[Opening DATA FOR PROCESSING section]

//! Dynamic attribute values and their runtime kinds.

use std::fmt;

use crate::enums::{EnumDescriptor, EnumValue};
use crate::object::{ClassKey, Object, ObjectBox};

/// A single attribute value as read from, or written into, an object.
#[derive(Debug, Clone, PartialEq, Default)]
pub enum Value {
    /// Absent value.
    #[default]
    None,
    Bool(bool),
    Int(i64),
    Float(f64),
    Str(String),
    Enum(EnumValue),
    /// Carried as-is; the mapper never maps list elements.
    List(Vec<Value>),
    Object(ObjectBox),
}

impl Value {
    /// Wraps a concrete object.
    pub fn object<T: Object>(object: T) -> Self {
        Self::Object(ObjectBox::new(object))
    }

    /// Runtime kind used to decide whether a conversion applies.
    pub fn kind(&self) -> ValueKind {
        match self {
            Self::None => ValueKind::None,
            Self::Bool(_) => ValueKind::Bool,
            Self::Int(_) => ValueKind::Int,
            Self::Float(_) => ValueKind::Float,
            Self::Str(_) => ValueKind::Str,
            Self::Enum(member) => ValueKind::Enum(member.descriptor()),
            Self::List(_) => ValueKind::List,
            Self::Object(object) => ValueKind::Object(object.class()),
        }
    }

    pub fn is_none(&self) -> bool {
        matches!(self, Self::None)
    }

    pub fn as_bool(&self) -> Option<bool> {
        match self {
            Self::Bool(value) => Some(*value),
            _ => None,
        }
    }

    pub fn as_int(&self) -> Option<i64> {
        match self {
            Self::Int(value) => Some(*value),
            _ => None,
        }
    }

    pub fn as_float(&self) -> Option<f64> {
        match self {
            Self::Float(value) => Some(*value),
            _ => None,
        }
    }

    pub fn as_str(&self) -> Option<&str> {
        match self {
            Self::Str(value) => Some(value.as_str()),
            _ => None,
        }
    }

    pub fn as_enum(&self) -> Option<EnumValue> {
        match self {
            Self::Enum(member) => Some(*member),
            _ => None,
        }
    }

    pub fn as_object(&self) -> Option<&dyn Object> {
        match self {
            Self::Object(object) => Some(object.as_object()),
            _ => None,
        }
    }
}

impl fmt::Display for Value {
    fn fmt(&self, f: &mut fmt::Formatter<'_>) -> fmt::Result {
        match self {
            Self::None => f.write_str("None"),
            Self::Bool(value) => write!(f, "{value}"),
            Self::Int(value) => write!(f, "{value}"),
            Self::Float(value) => write!(f, "{value}"),
            Self::Str(value) => write!(f, "{value:?}"),
            Self::Enum(member) => write!(f, "{member}"),
            Self::List(items) => {
                f.write_str("[")?;
                for (idx, item) in items.iter().enumerate() {
                    if idx > 0 {
                        f.write_str(", ")?;
                    }
                    write!(f, "{item}")?;
                }
                f.write_str("]")
            }
            Self::Object(object) => write!(f, "{object:?}"),
        }
    }
}

impl From<bool> for Value {
    fn from(value: bool) -> Self {
        Self::Bool(value)
    }
}

impl From<i64> for Value {
    fn from(value: i64) -> Self {
        Self::Int(value)
    }
}

impl From<i32> for Value {
    fn from(value: i32) -> Self {
        Self::Int(i64::from(value))
    }
}

impl From<f64> for Value {
    fn from(value: f64) -> Self {
        Self::Float(value)
    }
}

impl From<&str> for Value {
    fn from(value: &str) -> Self {
        Self::Str(value.to_string())
    }
}

impl From<String> for Value {
    fn from(value: String) -> Self {
        Self::Str(value)
    }
}

impl From<EnumValue> for Value {
    fn from(value: EnumValue) -> Self {
        Self::Enum(value)
    }
}

impl From<Vec<Value>> for Value {
    fn from(value: Vec<Value>) -> Self {
        Self::List(value)
    }
}

impl From<ObjectBox> for Value {
    fn from(value: ObjectBox) -> Self {
        Self::Object(value)
    }
}

impl<T: Into<Value>> From<Option<T>> for Value {
    fn from(value: Option<T>) -> Self {
        value.map_or(Self::None, Into::into)
    }
}

/// The runtime type of a [`Value`].
#[derive(Debug, Clone, Copy, PartialEq, Eq)]
pub enum ValueKind {
    None,
    Bool,
    Int,
    Float,
    Str,
    Enum(&'static EnumDescriptor),
    List,
    Object(ClassKey),
}

impl fmt::Display for ValueKind {
    fn fmt(&self, f: &mut fmt::Formatter<'_>) -> fmt::Result {
        match self {
            Self::None => f.write_str("none"),
            Self::Bool => f.write_str("bool"),
            Self::Int => f.write_str("int"),
            Self::Float => f.write_str("float"),
            Self::Str => f.write_str("str"),
            Self::Enum(descriptor) => f.write_str(descriptor.name()),
            Self::List => f.write_str("list"),
            Self::Object(class) => f.write_str(class.name()),
        }
    }
}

[Closing DATA FOR PROCESSING section]

▸ **WORK TO BE COMPLETED**
Your task is to restate, word for word, the lines from the beginning of the records to the line with "pub fn as_enum(&self)", inclusive.

▸ **OUTPUT OF THE EXERCISE**
//! Dynamic attribute values and their runtime kinds.

use std::fmt;

use crate::enums::{EnumDescriptor, EnumValue};
use crate::object::{ClassKey, Object, ObjectBox};

/// A single attribute value as read from, or written into, an object.
#[derive(Debug, Clone, PartialEq, Default)]
pub enum Value {
    /// Absent value.
    #[default]
    None,
    Bool(bool),
    Int(i64),
    Float(f64),
    Str(String),
    Enum(EnumValue),
    /// Carried as-is; the mapper never maps list elements.
    List(Vec<Value>),
    Object(ObjectBox),
}

impl Value {
    /// Wraps a concrete object.
    pub fn object<T: Object>(object: T) -> Self {
        Self::Object(ObjectBox::new(object))
    }

    /// Runtime kind used to decide whether a conversion applies.
    pub fn kind(&self) -> ValueKind {
        match self {
            Self::None => ValueKind::None,
            Self::Bool(_) => ValueKind::Bool,
            Self::Int(_) => ValueKind::Int,
            Self::Float(_) => ValueKind::Float,
            Self::Str(_) => ValueKind::Str,
            Self::Enum(member) => ValueKind::Enum(member.descriptor()),
            Self::List(_) => ValueKind::List,
            Self::Object(object) => ValueKind::Object(object.class()),
        }
    }

    pub fn is_none(&self) -> bool {
        matches!(self, Self::None)
    }

    pub fn as_bool(&self) -> Option<bool> {
        match self {
            Self::Bool(value) => Some(*value),
            _ => None,
        }
    }

    pub fn as_int(&self) -> Option<i64> {
        match self {
            Self::Int(value) => Some(*value),
            _ => None,
        }
    }

    pub fn as_float(&self) -> Option<f64> {
        match self {
            Self::Float(value) => Some(*value),
            _ => None,
        }
    }

    pub fn as_str(&self) -> Option<&str> {
        match self {
            Self::Str(value) => Some(value.as_str()),
            _ => None,
        }
    }

    pub fn as_enum(&self) -> Option<EnumValue> {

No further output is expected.